SUPERMERCADOS MINIPREÇO, Av. Alexandre Herculano (bairro do Rato). Bati foto de cartaz que vi, por lá, sobre caixa com uva e mamão

‒ As senhoras que apalpem (com traço por baixo) a fruta serão submetidas ao mesmo tratamento, por parte dos vendedores.

TORRE DO TOMBO (Lisboa), Livro. 4º, Folha 213. História confirmada pelo historiador Victor Eleutério. Lá, consta esse registro

‒ O Padre António da Costa… Prior da freguesia de S. João de Araouca… estava preso pelo crime de dormir com 7 irmãs, 3 cunhadas, 1 tia, 18 afilhadas e 2 sobrinhas, além de 50 mulheres mais que tinha como concubinas. Teve, destas 81 mulheres, 179 filhos e filhas, sendo 40 fêmeas e 139 varões… Morreu aos 93 anos, no Mosteiro de Arouca, com uma pensão de 30 mil reis, importância do rendimento da sua Igreja; e mais 20 mil reis, que lhe mandou dar El-rei. Em 1849, o encarregado do Registro, Domingos Simões.

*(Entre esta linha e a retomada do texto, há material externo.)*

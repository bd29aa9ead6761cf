use std::fmt::{Display, Formatter};
use std::str::FromStr;

use crate::error::MeridianTypesError;

/// Coordinate reference system of a viewport or a dataset.
#[derive(Debug, Clone, PartialEq, Eq, Hash)]
#[cfg_attr(feature = "serde", derive(serde::Serialize, serde::Deserialize))]
pub struct Crs {
    projection_type: ProjectionType,
    y_axis: AxisDirection,
}

/// Projection of a [`Crs`].
#[derive(Debug, Clone, PartialEq, Eq, Hash)]
#[cfg_attr(feature = "serde", derive(serde::Serialize, serde::Deserialize))]
#[non_exhaustive]
pub enum ProjectionType {
    /// Nothing is known about the projection.
    Unknown,
    /// Geographic coordinates (longitude, latitude) in degrees.
    Geographic,
    /// Spherical Web Mercator.
    WebMercator,
    /// Any other projection, identified by its authority code, e.g. `EPSG:3035`.
    Other(String),
}

/// Direction in which the y coordinate of a CRS grows.
#[derive(Debug, Copy, Clone, PartialEq, Eq, Hash, Default)]
#[cfg_attr(feature = "serde", derive(serde::Serialize, serde::Deserialize))]
pub enum AxisDirection {
    /// Y grows up on the map. Screen y is inverted relative to world y.
    #[default]
    North,
    /// Y grows down, the same as screen pixels (image-like coordinates).
    South,
}

impl Crs {
    /// WGS84 geographic coordinates.
    pub const WGS84: Crs = Crs {
        projection_type: ProjectionType::Geographic,
        y_axis: AxisDirection::North,
    };

    /// Web Mercator.
    pub const EPSG3857: Crs = Crs {
        projection_type: ProjectionType::WebMercator,
        y_axis: AxisDirection::North,
    };

    /// CRS of unknown projection with y axis pointing north.
    pub const UNKNOWN: Crs = Crs {
        projection_type: ProjectionType::Unknown,
        y_axis: AxisDirection::North,
    };

    /// Creates a new CRS.
    pub fn new(projection_type: ProjectionType, y_axis: AxisDirection) -> Self {
        Self {
            projection_type,
            y_axis,
        }
    }

    /// Projection of the CRS.
    pub fn projection_type(&self) -> &ProjectionType {
        &self.projection_type
    }

    /// Direction of the y axis.
    pub fn y_axis(&self) -> AxisDirection {
        self.y_axis
    }

    /// Returns a copy of the CRS with the given y axis direction.
    pub fn with_y_axis(&self, y_axis: AxisDirection) -> Self {
        Self {
            y_axis,
            ..self.clone()
        }
    }
}

impl Default for Crs {
    fn default() -> Self {
        Self::UNKNOWN
    }
}

impl FromStr for Crs {
    type Err = MeridianTypesError;

    /// Parses `EPSG:<code>` identifiers. Codes 4326 and 3857 (and its alias 900913) map to
    /// the predefined constants, other codes produce [`ProjectionType::Other`].
    fn from_str(s: &str) -> Result<Self, Self::Err> {
        let Some((authority, code)) = s.trim().split_once(':') else {
            return Err(MeridianTypesError::InvalidCrs(s.to_string()));
        };

        if code.is_empty() || !code.chars().all(|c| c.is_ascii_alphanumeric()) {
            return Err(MeridianTypesError::InvalidCrs(s.to_string()));
        }

        let authority = authority.to_ascii_uppercase();
        match (authority.as_str(), code) {
            ("EPSG", "4326") => Ok(Crs::WGS84),
            ("EPSG", "3857") | ("EPSG", "900913") => Ok(Crs::EPSG3857),
            (authority, code) if !authority.is_empty() => Ok(Crs::new(
                ProjectionType::Other(format!("{authority}:{code}")),
                AxisDirection::North,
            )),
            _ => Err(MeridianTypesError::InvalidCrs(s.to_string())),
        }
    }
}

impl Display for Crs {
    fn fmt(&self, f: &mut Formatter<'_>) -> std::fmt::Result {
        match &self.projection_type {
            ProjectionType::Unknown => write!(f, "unknown"),
            ProjectionType::Geographic => write!(f, "EPSG:4326"),
            ProjectionType::WebMercator => write!(f, "EPSG:3857"),
            ProjectionType::Other(code) => write!(f, "{code}"),
        }
    }
}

VICTOR MOURA-PINTO, jornalista da TVI/CNN. No aniversário dele, mandei bilhete

– A Lisboa de outras eras
Já livre da servidão
É feita de cem quimeras
De duzentos quem-me-deras
De trezentas mil esperas
Ardendo ao sol do verão.

ZÉ LIVREIRO, alfarrabista. Escreveu livro, Confissões de um livreiro (inspirado em Crónicas de um livreiro, de Martin Lathan), em que conta histórias curiosas da profissão. Como quando, certo dia, apareceu cliente pedindo

‒ Quero o livro daquela senhora que ganhou o Prêmio Nobel.

‒ Quem?

‒ Sara Mago.

3 pensou em “CONVERSAS DE ½ MINUTO (48) ‒ CHARLAS PORTUGUESAS (Final)

  1. Dizem as más linguas que uma certa Xuxa quis a referida feijoada, e que se fartou dela. Historias engraçadas como sempre !!! Este vai ser um livro muito leve para se ler a frente da praia, em uma tarde tranquila.

  2. Prezado Dr. José Paulo, durante minha vida laboral, trabalhei por 25 anos como a divulgação/vendas de livros em uma grande editora brasileira, e nunca vi uma divulgação antecipada de uma obra tão profícua como esta que o senhor está fazendo, tenho acompanhado através desta gazeta maravilhosa que é o JBF e estou ansioso pelo lançamento.